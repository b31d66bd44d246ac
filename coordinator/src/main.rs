use clap::Parser;
use coordinator::{CoordinatorConfig, FileStore, MemoryStore};
use log::info;
use shared::ZoneGrid;
use std::net::SocketAddr;
use std::path::PathBuf;
use std::time::Duration;

#[derive(Parser, Debug)]
#[command(author, version, about, long_about = None)]
struct Args {
    /// Server IP address to bind to
    #[arg(short = 'H', long, default_value = "127.0.0.1")]
    host: String,

    /// Port to listen on
    #[arg(short, long, default_value = "7000")]
    port: u16,

    /// Zone side length in world units
    #[arg(long, default_value = "500")]
    cell_size: f32,

    /// Seconds without a heartbeat before a server is evicted
    #[arg(long, default_value = "120")]
    heartbeat_timeout: u64,

    /// Seconds between stale-server sweeps
    #[arg(long, default_value = "10")]
    sweep_interval: u64,

    /// Snapshot file for coordinator state
    #[arg(long)]
    snapshot: Option<PathBuf>,
}

impl Args {
    fn into_config(self) -> Result<CoordinatorConfig, Box<dyn std::error::Error>> {
        let bind_addr: SocketAddr = format!("{}:{}", self.host, self.port).parse()?;
        let config = CoordinatorConfig {
            bind_addr,
            grid: ZoneGrid::new(self.cell_size)?,
            heartbeat_timeout: Duration::from_secs(self.heartbeat_timeout),
            sweep_interval: Duration::from_secs(self.sweep_interval),
            snapshot_path: self.snapshot,
            ..CoordinatorConfig::default()
        };
        Ok(config.validate()?)
    }
}

#[tokio::main]
async fn main() -> Result<(), Box<dyn std::error::Error>> {
    env_logger::init();

    if std::env::var("RUST_LOG").is_err() {
        eprintln!("Set RUST_LOG=info for detailed logging");
    }

    let config = Args::parse().into_config()?;
    info!(
        "Starting coordinator on {} (cell size {})",
        config.bind_addr,
        config.grid.cell_size()
    );

    let (_handle, mut server) = match &config.snapshot_path {
        Some(path) => coordinator::start(&config, FileStore::open(path)?).await?,
        None => coordinator::start(&config, MemoryStore::new()).await?,
    };

    tokio::select! {
        result = server.run() => result?,
        _ = tokio::signal::ctrl_c() => {
            info!("Received Ctrl+C, shutting down gracefully...");
        }
    }

    Ok(())
}
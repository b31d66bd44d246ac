use shared::{ConfigError, TransportError, Zone};
use thiserror::Error;

#[derive(Debug, Error)]
pub enum SessionError {
    #[error(transparent)]
    Transport(#[from] TransportError),
    #[error("no server owns zone {0}")]
    NoServer(Zone),
    #[error(transparent)]
    Config(#[from] ConfigError),
    #[error("gave up reconnecting after {attempts} attempts")]
    Exhausted { attempts: u32 },
}
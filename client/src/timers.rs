//! Background timers that pause, rather than stop, during a transition
//!
//! Every timer in a `TimerGroup` keeps running in its own task for the
//! whole session. A `TransitionScope` pauses the group when it is created
//! and resumes it once when dropped, on success, failure or early return.
//! Scopes nest; only the outermost one resumes.

use log::debug;
use std::future::Future;
use std::sync::atomic::{AtomicU64, Ordering};
use std::sync::{Arc, Mutex};
use std::time::Duration;
use tokio::sync::watch;
use tokio::task::JoinHandle;
use tokio::time::{interval, MissedTickBehavior};

struct GroupState {
    paused: watch::Sender<bool>,
    depth: Mutex<u32>,
    pauses: AtomicU64,
    resumes: AtomicU64,
}

#[derive(Clone)]
pub struct TimerGroup {
    state: Arc<GroupState>,
}

impl Default for TimerGroup {
    fn default() -> Self {
        Self::new()
    }
}

impl TimerGroup {
    pub fn new() -> Self {
        let (paused, _) = watch::channel(false);
        Self {
            state: Arc::new(GroupState {
                paused,
                depth: Mutex::new(0),
                pauses: AtomicU64::new(0),
                resumes: AtomicU64::new(0),
            }),
        }
    }

    pub fn is_paused(&self) -> bool {
        *self.state.paused.borrow()
    }

    /// Times the group went from running to paused.
    pub fn pause_count(&self) -> u64 {
        self.state.pauses.load(Ordering::SeqCst)
    }

    /// Times the group went from paused to running.
    pub fn resume_count(&self) -> u64 {
        self.state.resumes.load(Ordering::SeqCst)
    }

    /// Pauses every timer until the returned scope is dropped.
    pub fn scope(&self) -> TransitionScope {
        self.pause();
        TransitionScope {
            group: self.clone(),
        }
    }

    fn pause(&self) {
        let mut depth = match self.state.depth.lock() {
            Ok(depth) => depth,
            Err(poisoned) => poisoned.into_inner(),
        };
        *depth += 1;
        if *depth == 1 {
            self.state.paused.send_replace(true);
            self.state.pauses.fetch_add(1, Ordering::SeqCst);
            debug!("Timers paused");
        }
    }

    fn resume(&self) {
        let mut depth = match self.state.depth.lock() {
            Ok(depth) => depth,
            Err(poisoned) => poisoned.into_inner(),
        };
        if *depth == 0 {
            return;
        }
        *depth -= 1;
        if *depth == 0 {
            self.state.paused.send_replace(false);
            self.state.resumes.fetch_add(1, Ordering::SeqCst);
            debug!("Timers resumed");
        }
    }

    /// Runs `tick` every `every` while the group is not paused. The task
    /// lives until aborted; pausing never ends it.
    pub fn spawn<F, Fut>(&self, name: &'static str, every: Duration, mut tick: F) -> JoinHandle<()>
    where
        F: FnMut() -> Fut + Send + 'static,
        Fut: Future<Output = ()> + Send,
    {
        let mut paused = self.state.paused.subscribe();

        tokio::spawn(async move {
            let mut ticker = interval(every);
            ticker.set_missed_tick_behavior(MissedTickBehavior::Delay);
            ticker.tick().await;

            loop {
                ticker.tick().await;

                while *paused.borrow_and_update() {
                    if paused.changed().await.is_err() {
                        return;
                    }
                }

                debug!("Timer {} fired", name);
                tick().await;
            }
        })
    }
}

/// Pauses a `TimerGroup` for its lifetime.
pub struct TransitionScope {
    group: TimerGroup,
}

impl Drop for TransitionScope {
    fn drop(&mut self) {
        self.group.resume();
    }
}
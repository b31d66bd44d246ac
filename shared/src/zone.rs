//! Zone grid geometry
//!
//! A zone is a square cell of `cell_size` world units identified by integer
//! grid coordinates. Zone `(0, 0)` covers `[0, cell_size)` on both axes.

use crate::error::ConfigError;
use crate::{Vec2, DEFAULT_CELL_SIZE};
use serde::{Deserialize, Serialize};
use std::fmt;

#[derive(Debug, Clone, Copy, PartialEq, Eq, Hash, PartialOrd, Ord, Serialize, Deserialize)]
pub struct Zone {
    pub x: i32,
    pub y: i32,
}

impl Zone {
    pub const fn new(x: i32, y: i32) -> Self {
        Self { x, y }
    }
}

impl fmt::Display for Zone {
    fn fmt(&self, f: &mut fmt::Formatter<'_>) -> fmt::Result {
        write!(f, "({}, {})", self.x, self.y)
    }
}

/// World-space rectangle covered by a zone. Min edges are inclusive, max
/// edges exclusive.
#[derive(Debug, Clone, Copy, PartialEq)]
pub struct ZoneBounds {
    pub min_x: f32,
    pub min_y: f32,
    pub max_x: f32,
    pub max_y: f32,
}

impl ZoneBounds {
    pub fn contains(&self, position: Vec2) -> bool {
        position.x >= self.min_x
            && position.x < self.max_x
            && position.y >= self.min_y
            && position.y < self.max_y
    }

    pub fn center(&self) -> Vec2 {
        Vec2::new(
            (self.min_x + self.max_x) / 2.0,
            (self.min_y + self.max_y) / 2.0,
        )
    }
}

/// Maps world positions to zones.
///
/// Every process must be configured with the same cell size, otherwise the
/// coordinator, the servers and the clients disagree about ownership.
#[derive(Debug, Clone, Copy, PartialEq, Serialize, Deserialize)]
pub struct ZoneGrid {
    cell_size: f32,
}

impl ZoneGrid {
    pub fn new(cell_size: f32) -> Result<Self, ConfigError> {
        if !cell_size.is_finite() || cell_size <= 0.0 {
            return Err(ConfigError::invalid(
                "cell_size",
                format!("must be a positive finite number, got {}", cell_size),
            ));
        }
        Ok(Self { cell_size })
    }

    pub fn cell_size(&self) -> f32 {
        self.cell_size
    }

    /// Returns the zone containing `position`.
    ///
    /// Pure: the same position always yields the same zone. Non-finite
    /// coordinates saturate (NaN maps to 0) rather than panicking.
    pub fn zone_of(&self, position: Vec2) -> Zone {
        Zone {
            x: (position.x / self.cell_size).floor() as i32,
            y: (position.y / self.cell_size).floor() as i32,
        }
    }

    pub fn bounds(&self, zone: Zone) -> ZoneBounds {
        let min_x = zone.x as f32 * self.cell_size;
        let min_y = zone.y as f32 * self.cell_size;
        ZoneBounds {
            min_x,
            min_y,
            max_x: min_x + self.cell_size,
            max_y: min_y + self.cell_size,
        }
    }

    pub fn contains(&self, zone: Zone, position: Vec2) -> bool {
        self.zone_of(position) == zone
    }

    /// Distance `position` has travelled into `to` past the boundary that
    /// separates it from `from`.
    ///
    /// Only the axes on which the two zones differ count; for a diagonal
    /// crossing the smaller penetration wins. Returns `f32::INFINITY` when
    /// `from == to` since no boundary was crossed.
    pub fn penetration(&self, from: Zone, to: Zone, position: Vec2) -> f32 {
        let bounds = self.bounds(to);
        let mut depth = f32::INFINITY;

        if to.x > from.x {
            depth = depth.min(position.x - bounds.min_x);
        } else if to.x < from.x {
            depth = depth.min(bounds.max_x - position.x);
        }

        if to.y > from.y {
            depth = depth.min(position.y - bounds.min_y);
        } else if to.y < from.y {
            depth = depth.min(bounds.max_y - position.y);
        }

        depth
    }
}

impl Default for ZoneGrid {
    fn default() -> Self {
        Self {
            cell_size: DEFAULT_CELL_SIZE,
        }
    }
}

++++++++

_What the exercise asks_
Every line that contains the string "load" should be returned from the data.

_Worked solution_
        self.state.pauses.load(Ordering::SeqCst)
        self.state.resumes.load(Ordering::SeqCst)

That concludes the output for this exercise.